Die These passt zu Weihnachten: Krieg und Gewalt nehmen ab, die Welt wird friedlicher. Davon jedenfalls ist der kanadische Evolutionspsychologe Steven Pinker überzeugt, und diese Ansicht möchte er dem Leser mit seinem 1216 Seiten langen Buch nahebringen.

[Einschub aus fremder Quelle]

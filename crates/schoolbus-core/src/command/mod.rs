// ── Command API ──
//
// All write operations flow through a unified `Command` enum. The
// controller validates each command up front, then routes it to the
// local snapshot or the remote backend.

pub mod requests;

use std::fmt;

use serde::Serialize;

use crate::error::CoreError;
use crate::model::{DeletePolicy, EntityId, EntityKind, Record};

pub use requests::{
    CreateBusRequest, CreateDriverRequest, CreateEstablishmentRequest, CreateParentRequest,
    CreateRouteRequest, CreateStudentRequest, CreateTripRequest, UpdateBusRequest,
    UpdateDriverRequest, UpdateEstablishmentRequest, UpdateParentRequest, UpdateRouteRequest,
    UpdateStudentRequest, UpdateTripRequest,
};

/// A create payload for one record type.
pub trait CreateRequest: Serialize + Send + Sync {
    type Record: Record;

    /// Required-field checks, run before any gateway call.
    fn validate(&self) -> Result<(), CoreError>;

    /// Build the record under a locally assigned identity.
    fn into_record(self, id: EntityId) -> Self::Record;
}

/// An all-optional patch for one record type.
pub trait UpdateRequest: Serialize + Send + Sync {
    type Record: Record;

    fn validate(&self) -> Result<(), CoreError>;

    /// Merge the patch. Identity is restored by the gateway afterwards.
    fn apply(&self, record: &mut Self::Record);
}

/// All write operations against the collections.
#[derive(Debug, Clone)]
pub enum Command {
    // ── Establishments ───────────────────────────────────────────────
    CreateEstablishment(CreateEstablishmentRequest),
    UpdateEstablishment {
        id: EntityId,
        update: UpdateEstablishmentRequest,
    },

    // ── Fleet ────────────────────────────────────────────────────────
    CreateBus(CreateBusRequest),
    UpdateBus {
        id: EntityId,
        update: UpdateBusRequest,
    },
    CreateDriver(CreateDriverRequest),
    UpdateDriver {
        id: EntityId,
        update: UpdateDriverRequest,
    },

    // ── Families ─────────────────────────────────────────────────────
    /// Creates the parent and its link rows as one unit.
    CreateParent(CreateParentRequest),
    UpdateParent {
        id: EntityId,
        update: UpdateParentRequest,
    },
    CreateStudent(CreateStudentRequest),
    UpdateStudent {
        id: EntityId,
        update: UpdateStudentRequest,
    },

    // ── Routes and trips ─────────────────────────────────────────────
    CreateRoute(CreateRouteRequest),
    UpdateRoute {
        id: EntityId,
        update: UpdateRouteRequest,
    },
    CreateTrip(CreateTripRequest),
    UpdateTrip {
        id: EntityId,
        update: UpdateTripRequest,
    },

    // ── Any kind ─────────────────────────────────────────────────────
    /// Delete following the kind's declared policy.
    Delete { kind: EntityKind, id: EntityId },
}

impl Command {
    pub fn kind(&self) -> EntityKind {
        match self {
            Self::CreateEstablishment(_) | Self::UpdateEstablishment { .. } => {
                EntityKind::Establishment
            }
            Self::CreateBus(_) | Self::UpdateBus { .. } => EntityKind::Bus,
            Self::CreateDriver(_) | Self::UpdateDriver { .. } => EntityKind::Driver,
            Self::CreateParent(_) | Self::UpdateParent { .. } => EntityKind::Parent,
            Self::CreateStudent(_) | Self::UpdateStudent { .. } => EntityKind::Student,
            Self::CreateRoute(_) | Self::UpdateRoute { .. } => EntityKind::Route,
            Self::CreateTrip(_) | Self::UpdateTrip { .. } => EntityKind::Trip,
            Self::Delete { kind, .. } => *kind,
        }
    }

    pub fn validate(&self) -> Result<(), CoreError> {
        match self {
            Self::CreateEstablishment(r) => r.validate(),
            Self::UpdateEstablishment { update, .. } => update.validate(),
            Self::CreateBus(r) => r.validate(),
            Self::UpdateBus { update, .. } => update.validate(),
            Self::CreateDriver(r) => r.validate(),
            Self::UpdateDriver { update, .. } => update.validate(),
            Self::CreateParent(r) => r.validate(),
            Self::UpdateParent { update, .. } => update.validate(),
            Self::CreateStudent(r) => r.validate(),
            Self::UpdateStudent { update, .. } => update.validate(),
            Self::CreateRoute(r) => r.validate(),
            Self::UpdateRoute { update, .. } => update.validate(),
            Self::CreateTrip(r) => r.validate(),
            Self::UpdateTrip { update, .. } => update.validate(),
            Self::Delete { .. } => Ok(()),
        }
    }
}

/// Outcome of a committed command.
#[derive(Debug, Clone, Copy, PartialEq, Eq)]
pub enum CommandResult {
    Created {
        kind: EntityKind,
        id: EntityId,
    },
    Updated {
        kind: EntityKind,
        id: EntityId,
    },
    Deleted {
        kind: EntityKind,
        id: EntityId,
        policy: DeletePolicy,
    },
}

impl CommandResult {
    pub fn id(&self) -> EntityId {
        match self {
            Self::Created { id, .. } | Self::Updated { id, .. } | Self::Deleted { id, .. } => *id,
        }
    }

    pub fn kind(&self) -> EntityKind {
        match self {
            Self::Created { kind, .. } | Self::Updated { kind, .. } | Self::Deleted { kind, .. } => {
                *kind
            }
        }
    }
}

/// The success acknowledgement shown to the user.
impl fmt::Display for CommandResult {
    fn fmt(&self, f: &mut fmt::Formatter<'_>) -> fmt::Result {
        match self {
            Self::Created { kind, id } => write!(f, "Created {} {id}", kind.label()),
            Self::Updated { kind, id } => write!(f, "Updated {} {id}", kind.label()),
            Self::Deleted { kind, id, .. } => write!(f, "Deleted {} {id}", kind.label()),
        }
    }
}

Rezension: Dagmar Röhrlich | 18.12.2011
    Und so schlägt der Autor einen großen Bogen von Ötzi über Homer und das Alte Testament bis ins 21. Jahrhundert: Im Lauf der Jahrtausende habe die Entwicklung und Fortentwicklung staatlicher Macht dafür gesorgt, dass die Menschen sich nicht mehr gegenseitig an die Gurgel gehen. Damit folgt Steven Pinker ganz den Argumenten des Philosophen Thomas Hobbes: Die Monopolisierung der Gewalt in den Händen des Staats durchbricht den Zwang zur präventiven Gewaltanwendung der Jäger und Sammler, wie auch den durch die "Ehre" in Gang gesetzten Kreislauf sich hochschaukelnder Rachsucht.

    Außerdem orientiert sich Steven Pinker an Charles Darwin: Während bei den Jägern und Sammlern eine hohe Gewaltbereitschaft der Männer vorteilhaft für die Weitergabe der eigenen Gene gewesen sei, habe die Monogamie die Spielregeln geändert und - so Pinker - die Männer zivilisiert. Überhaupt: Die Zivilisation ließ die Gewalt zurückgehen. Je mehr sich der Mensch selbst kontrolliert, desto friedlicher das Zusammenleben - ganz nach der Lehre des Soziologen Norbert Elias. Handel, Bildung und Erziehung: Sie brachten die Menschen dazu, ihre empathischen Fähigkeiten zu verbessern und daraus Vorteile für sich zu ziehen, denn Handel und Zusammenarbeit brachten mehr ein als Krieg und Mord. Und schließlich führte der Siegeszug der Vernunft während der abendländischen Aufklärung zu demokratischen Systemen - und die wiederum förderten und fördern den Frieden.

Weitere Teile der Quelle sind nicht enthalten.